*** Opening Recorded data ***
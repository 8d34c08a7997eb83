//! Decoding of serialized (ONNX `TensorProto`) tensors into dense `f64` buffers.

pub mod dtype;
pub mod proto;

use std::fs;
use std::path::Path;

use half::{bf16, f16};
use log::debug;
use prost::Message;

pub use dtype::DataType;
pub use proto::TensorProto;

use crate::error::{ConvertError, DecodeError};
use proto::DATA_LOCATION_EXTERNAL;

#[derive(Debug, Clone, PartialEq)]
pub struct Tensor {
    pub name: String,
    pub dtype: DataType,
    pub dims: Vec<i64>,
    /// Flat row-major values.
    pub values: Vec<f64>,
}

impl Tensor {
    pub fn from_proto(p: TensorProto) -> Result<Self, DecodeError> {
        let dtype = DataType::from_i32(p.data_type).ok_or(DecodeError::UnknownDataType(p.data_type))?;
        if !dtype.is_numeric() {
            return Err(DecodeError::UnsupportedDataType(dtype));
        }
        if p.data_location == DATA_LOCATION_EXTERNAL {
            return Err(DecodeError::ExternalData);
        }
        if let Some(seg) = &p.segment {
            return Err(DecodeError::Segmented { begin: seg.begin, end: seg.end });
        }
        let expected = shape_elements(&p.dims)?;
        let values = if p.raw_data.is_empty() {
            typed_values(dtype, &p)
        } else {
            raw_values(dtype, &p.raw_data)?
        };
        if values.len() != expected {
            return Err(DecodeError::LengthMismatch { expected, actual: values.len() });
        }
        Ok(Self { name: p.name, dtype, dims: p.dims, values })
    }

    pub fn element_count(&self) -> usize {
        self.values.len()
    }

    /// (min, max) over all values, `None` for an empty tensor.
    pub fn value_range(&self) -> Option<(f64, f64)> {
        let mut it = self.values.iter().copied();
        let first = it.next()?;
        Some(it.fold((first, first), |(lo, hi), v| (lo.min(v), hi.max(v))))
    }
}

/// Number of elements described by `dims`. No dims means a scalar.
pub fn shape_elements(dims: &[i64]) -> Result<usize, DecodeError> {
    dims.iter().try_fold(1usize, |acc, &d| {
        if d < 0 {
            return Err(DecodeError::NegativeDim(d));
        }
        acc.checked_mul(d as usize).ok_or(DecodeError::DimsOverflow)
    })
}

pub fn decode_tensor(bytes: &[u8]) -> Result<Tensor, DecodeError> {
    let proto = TensorProto::decode(bytes)?;
    Tensor::from_proto(proto)
}

/// Read a whole tensor file and decode it.
pub fn load_tensor<P: AsRef<Path>>(path: P) -> Result<Tensor, ConvertError> {
    let path = path.as_ref();
    let bytes = fs::read(path).map_err(|source| ConvertError::Read { path: path.to_path_buf(), source })?;
    debug!("read {} bytes from {}", bytes.len(), path.display());
    decode_tensor(&bytes).map_err(|source| ConvertError::Decode { path: path.to_path_buf(), source })
}

fn le<const N: usize>(c: &[u8]) -> [u8; N] {
    let mut b = [0u8; N];
    b.copy_from_slice(c);
    b
}

fn raw_values(dtype: DataType, raw: &[u8]) -> Result<Vec<f64>, DecodeError> {
    // is_numeric() was checked by the caller
    let width = dtype.raw_width().ok_or(DecodeError::UnsupportedDataType(dtype))?;
    if raw.len() % width != 0 {
        return Err(DecodeError::RawDataSize { len: raw.len(), width });
    }
    let chunks = raw.chunks_exact(width);
    let values = match dtype {
        DataType::Float => chunks.map(|c| f32::from_le_bytes(le(c)) as f64).collect(),
        DataType::Double => chunks.map(|c| f64::from_le_bytes(le(c))).collect(),
        DataType::Float16 => chunks.map(|c| f16::from_le_bytes(le(c)).to_f64()).collect(),
        DataType::Bfloat16 => chunks.map(|c| bf16::from_le_bytes(le(c)).to_f64()).collect(),
        DataType::Int8 => chunks.map(|c| c[0] as i8 as f64).collect(),
        DataType::Uint8 => chunks.map(|c| c[0] as f64).collect(),
        DataType::Bool => chunks.map(|c| if c[0] != 0 { 1.0 } else { 0.0 }).collect(),
        DataType::Int16 => chunks.map(|c| i16::from_le_bytes(le(c)) as f64).collect(),
        DataType::Uint16 => chunks.map(|c| u16::from_le_bytes(le(c)) as f64).collect(),
        DataType::Int32 => chunks.map(|c| i32::from_le_bytes(le(c)) as f64).collect(),
        DataType::Uint32 => chunks.map(|c| u32::from_le_bytes(le(c)) as f64).collect(),
        DataType::Int64 => chunks.map(|c| i64::from_le_bytes(le(c)) as f64).collect(),
        DataType::Uint64 => chunks.map(|c| u64::from_le_bytes(le(c)) as f64).collect(),
        DataType::Undefined | DataType::String | DataType::Complex64 | DataType::Complex128 => {
            return Err(DecodeError::UnsupportedDataType(dtype))
        }
    };
    Ok(values)
}

// Typed repeated fields follow the ONNX storage rules: narrow integers and
// half-precision bit patterns are widened into int32_data.
fn typed_values(dtype: DataType, p: &TensorProto) -> Vec<f64> {
    match dtype {
        DataType::Float => p.float_data.iter().map(|&v| v as f64).collect(),
        DataType::Double => p.double_data.clone(),
        DataType::Float16 => p.int32_data.iter().map(|&v| f16::from_bits(v as u16).to_f64()).collect(),
        DataType::Bfloat16 => p.int32_data.iter().map(|&v| bf16::from_bits(v as u16).to_f64()).collect(),
        DataType::Bool => p.int32_data.iter().map(|&v| if v != 0 { 1.0 } else { 0.0 }).collect(),
        DataType::Int8 | DataType::Uint8 | DataType::Int16 | DataType::Uint16 | DataType::Int32 => {
            p.int32_data.iter().map(|&v| v as f64).collect()
        }
        DataType::Int64 => p.int64_data.iter().map(|&v| v as f64).collect(),
        DataType::Uint32 | DataType::Uint64 => p.uint64_data.iter().map(|&v| v as f64).collect(),
        DataType::Undefined | DataType::String | DataType::Complex64 | DataType::Complex128 => Vec::new(),
    }
}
*** Closing Recorded data ***
Work item -
Print the first line of the records above and each line after it, exactly, through the line with "if p.data_location == DATA_LOCATION_EXTERNAL".

Your solution -
repository 8d34c08a7997eb83
//! Decoding of serialized (ONNX `TensorProto`) tensors into dense `f64` buffers.

pub mod dtype;
pub mod proto;

use std::fs;
use std::path::Path;

use half::{bf16, f16};
use log::debug;
use prost::Message;

pub use dtype::DataType;
pub use proto::TensorProto;

use crate::error::{ConvertError, DecodeError};
use proto::DATA_LOCATION_EXTERNAL;

#[derive(Debug, Clone, PartialEq)]
pub struct Tensor {
    pub name: String,
    pub dtype: DataType,
    pub dims: Vec<i64>,
    /// Flat row-major values.
    pub values: Vec<f64>,
}

impl Tensor {
    pub fn from_proto(p: TensorProto) -> Result<Self, DecodeError> {
        let dtype = DataType::from_i32(p.data_type).ok_or(DecodeError::UnknownDataType(p.data_type))?;
        if !dtype.is_numeric() {
            return Err(DecodeError::UnsupportedDataType(dtype));
        }
        if p.data_location == DATA_LOCATION_EXTERNAL {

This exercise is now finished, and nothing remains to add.